The ventral eyespots of butterflies are generally the most visible to natural enemies as they are displayed when butterflies rest with their wings folded over their bodies. In some circumstances (either using naïve predators or under low light conditions), the attacks tend to target the area of the eyespots, in particular the hindwings [14], allowing the butterfly to escape with parts of the wing missing. These experiments suggest that sexual dimorphism on these wing surfaces may be maladaptive because both sexes benefit equally from the predator evading mechanism provided by these eyespots. These experiments lend support to the results of the survey that show that ventral surfaces, and especially ventral hindwing surfaces, are proportionately the least sexually dimorphic. While large dorsal forewing eyespots also function as an intimidating defense in some species [1520], this strategy may be restricted to fewer lineages.
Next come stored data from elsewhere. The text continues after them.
//! Player configuration.

use serde::{Deserialize, Serialize};

#[cfg(target_arch = "wasm32")]
use dioxus::logger::tracing::warn;

pub const DEFAULT_VOLUME: f64 = 0.7;

#[cfg(target_arch = "wasm32")]
const CONFIG_KEY: &str = "sharedplayer.config";
#[cfg(not(target_arch = "wasm32"))]
const API_BASE_ENV: &str = "SHARED_PLAYER_API_BASE";
#[cfg(not(target_arch = "wasm32"))]
const NATIVE_API_BASE: &str = "http://127.0.0.1:5000";

#[derive(Debug, Clone, PartialEq, Serialize, Deserialize)]
#[serde(default)]
pub struct PlayerConfig {
    /// Session storage key holding the player record.
    pub storage_key: String,
    pub save_interval_ms: u32,
    pub default_volume: f64,
    /// Backend origin. Falls back to the page origin on the web.
    pub api_base_url: Option<String>,
    /// Report started tracks to `/api/recently-played`.
    pub record_history: bool,
    pub notice_timeout_ms: u32,
}

impl Default for PlayerConfig {
    fn default() -> Self {
        Self {
            storage_key: "sharedPlayerState".to_string(),
            save_interval_ms: 2000,
            default_volume: DEFAULT_VOLUME,
            api_base_url: None,
            record_history: true,
            notice_timeout_ms: 4000,
        }
    }
}

impl PlayerConfig {
    pub fn api_base(&self) -> String {
        self.api_base_url
            .clone()
            .filter(|url| !url.trim().is_empty())
            .unwrap_or_else(fallback_api_base)
    }
}

#[cfg(target_arch = "wasm32")]
fn fallback_api_base() -> String {
    web_sys::window()
        .and_then(|w| w.location().origin().ok())
        .unwrap_or_default()
}

#[cfg(not(target_arch = "wasm32"))]
fn fallback_api_base() -> String {
    NATIVE_API_BASE.to_string()
}

#[cfg(target_arch = "wasm32")]
pub fn load_config() -> PlayerConfig {
    let raw = web_sys::window()
        .and_then(|w| w.local_storage().ok().flatten())
        .and_then(|storage| storage.get_item(CONFIG_KEY).ok().flatten());
    let Some(raw) = raw else {
        return PlayerConfig::default();
    };
    serde_json::from_str(&raw).unwrap_or_else(|err| {
        warn!("Ignoring stored player config: {err}");
        PlayerConfig::default()
    })
}

#[cfg(not(target_arch = "wasm32"))]
pub fn load_config() -> PlayerConfig {
    let mut config = PlayerConfig::default();
    if let Ok(base) = std::env::var(API_BASE_ENV) {
        config.api_base_url = Some(base);
    }
    config
}

#[cfg(test)]
mod tests {
    use super::*;

    #[test]
    fn defaults_match_the_page_contract() {
        let config = PlayerConfig::default();
        assert_eq!(config.storage_key, "sharedPlayerState");
        assert_eq!(config.save_interval_ms, 2000);
        assert_eq!(config.default_volume, 0.7);
        assert!(config.record_history);
    }

    #[test]
    fn partial_config_keeps_other_defaults() {
        let config: PlayerConfig =
            serde_json::from_str(r#"{"api_base_url":"https://music.example"}"#).unwrap();
        assert_eq!(config.api_base(), "https://music.example");
        assert_eq!(config.save_interval_ms, 2000);
    }

    #[cfg(not(target_arch = "wasm32"))]
    #[test]
    fn blank_base_falls_back() {
        let config = PlayerConfig {
            api_base_url: Some("  ".to_string()),
            ..PlayerConfig::default()
        };
        assert_eq!(config.api_base(), NATIVE_API_BASE);
    }
}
Comparative work performed across the genus Bicyclus also supports the results of this survey; namely, hindwing and ventral eyespots are proportionately less sexually dimorphic than forewing or dorsal eyespots. Estimates of rates of eyespot gains and losses calculated separately for males and females indicated that eyespots on the dorsal surface evolve at higher rates and at sex-specific rates, relative to eyespots on the ventral surface [9]. This increased lability of the dorsal surface is associated with a higher frequency of dimorphic eyespots on this surface. Eyespots on Bicyclus forewings were also more labile and also had higher sex-specific rates of evolution relative to hindwing eyespots [9]. So, research on Bicyclus may explain many of the prevalent patterns in the general nymphalid dataset.
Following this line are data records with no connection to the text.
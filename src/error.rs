/// Crate-level error types for blogport diagnostics.
use std::path::PathBuf;

/// All errors in blogport carry enough context to produce a useful diagnostic
/// without a debugger. Each variant names the file, command, or reason for failure.
#[allow(clippy::error_impl_error, reason = "crate-internal error type in binary")]
#[derive(Debug, thiserror::Error)]
pub enum Error {
    /// An external collaborator command ran but did not succeed.
    #[error("`{command}` failed: {reason}")]
    CommandFailed {
        /// Program name of the external command.
        command: String,
        /// Exit status and stderr, or the spawn error.
        reason: String,
    },

    /// An external collaborator command did not finish in time.
    #[error("`{command}` timed out after {timeout_secs}s")]
    CommandTimedOut {
        /// Program name of the external command.
        command: String,
        /// Configured timeout in seconds.
        timeout_secs: u64,
    },

    /// Diagram rendering is disabled in the configuration.
    #[error("diagram rendering is disabled")]
    DiagramUnavailable,

    /// An input markdown file does not exist on disk.
    #[error("file not found: {}", path.display())]
    FileNotFound {
        /// Path to the missing file.
        path: PathBuf,
    },

    /// Underlying I/O error from the filesystem.
    #[error("io: {0}")]
    Io(
        /// The wrapped I/O error.
        #[from]
        std::io::Error,
    ),

    /// JSON (de)serialization failed.
    #[error("json: {0}")]
    Json(
        /// The wrapped JSON error.
        #[from]
        serde_json::Error,
    ),

    /// SVG rasterization is disabled in the configuration.
    #[error("rasterizer is disabled")]
    RasterizerUnavailable,

    /// Deep-analysis suggestions could not be read as JSON.
    #[error("suggestions unreadable: {reason}")]
    SuggestionsUnreadable {
        /// Why no JSON could be extracted.
        reason: String,
    },

    /// TOML deserialization failed.
    #[error("toml deserialize: {0}")]
    TomlDe(
        /// The wrapped TOML deserialization error.
        #[from]
        toml::de::Error,
    ),

    /// The filesystem watcher could not be set up.
    #[error("watcher failed: {reason}")]
    WatcherFailed {
        /// Description of the watcher failure.
        reason: String,
    },
}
This survey showed that the most common eyespot locations were proportionately the least dimorphic. These results are interesting when contrasted against two recent studies that inferred the wing surface where eyespot first originated within nymphalids. Four of the five most common eyespots were estimated to be the original eyespots that appeared on the ventral hindwing of an ancestral nymphalid roughly 90 million years ago [11] (Oliver et al. in review). The fact that these eyespots are the most prevalent in species today may simply be due to their retention in a majority of lineages since their origin. The more recent dorsal eyespots seem to have originated 30 million years later (Oliver et al. in review). Despite their late origins, these dorsal eyespots have evolved some of the highest levels of sexual dimorphism seen across nymphalid eyespots.

Sexual differences in behavior, including basking propensity, mate searching, egg laying, courtship behavior, and associated observational angles towards the wings of the opposite sex, may all contribute to the variation in sexual dimorphisms in eyespots across wing surfaces. For example, Bicyclus species do not bask, so their dorsal wing patterns may not be as visible to predators and be subject to as much natural selection as the dorsal wing pattern of species that bask or those where one sex basks more than the other. In addition, when courting, Bicyclus males and females (females also court males in this species) both approach the opposite sex at an angle that makes their dorsal wing surfaces especially visible. Behavioral data such as this can help determine the relative importance of certain wing surfaces in mate signaling. In addition, sex-specific patterns of natural selection and further behavioral information for multiple nymphalid species are needed if we want to understand the full extent of the patterns of sexual dimorphism in this clade of butterflies.

Conflict of Interests

The authors declare that there is no conflict of interests regarding the publication of this paper.

Acknowledgments

The authors thank the Peabody Museum of Natural History, Yale University, for a summer internship to Christopher K. Tokita and NSF IOS 0818731 for supporting Jeffrey C. Oliver and Antónia Monteiro.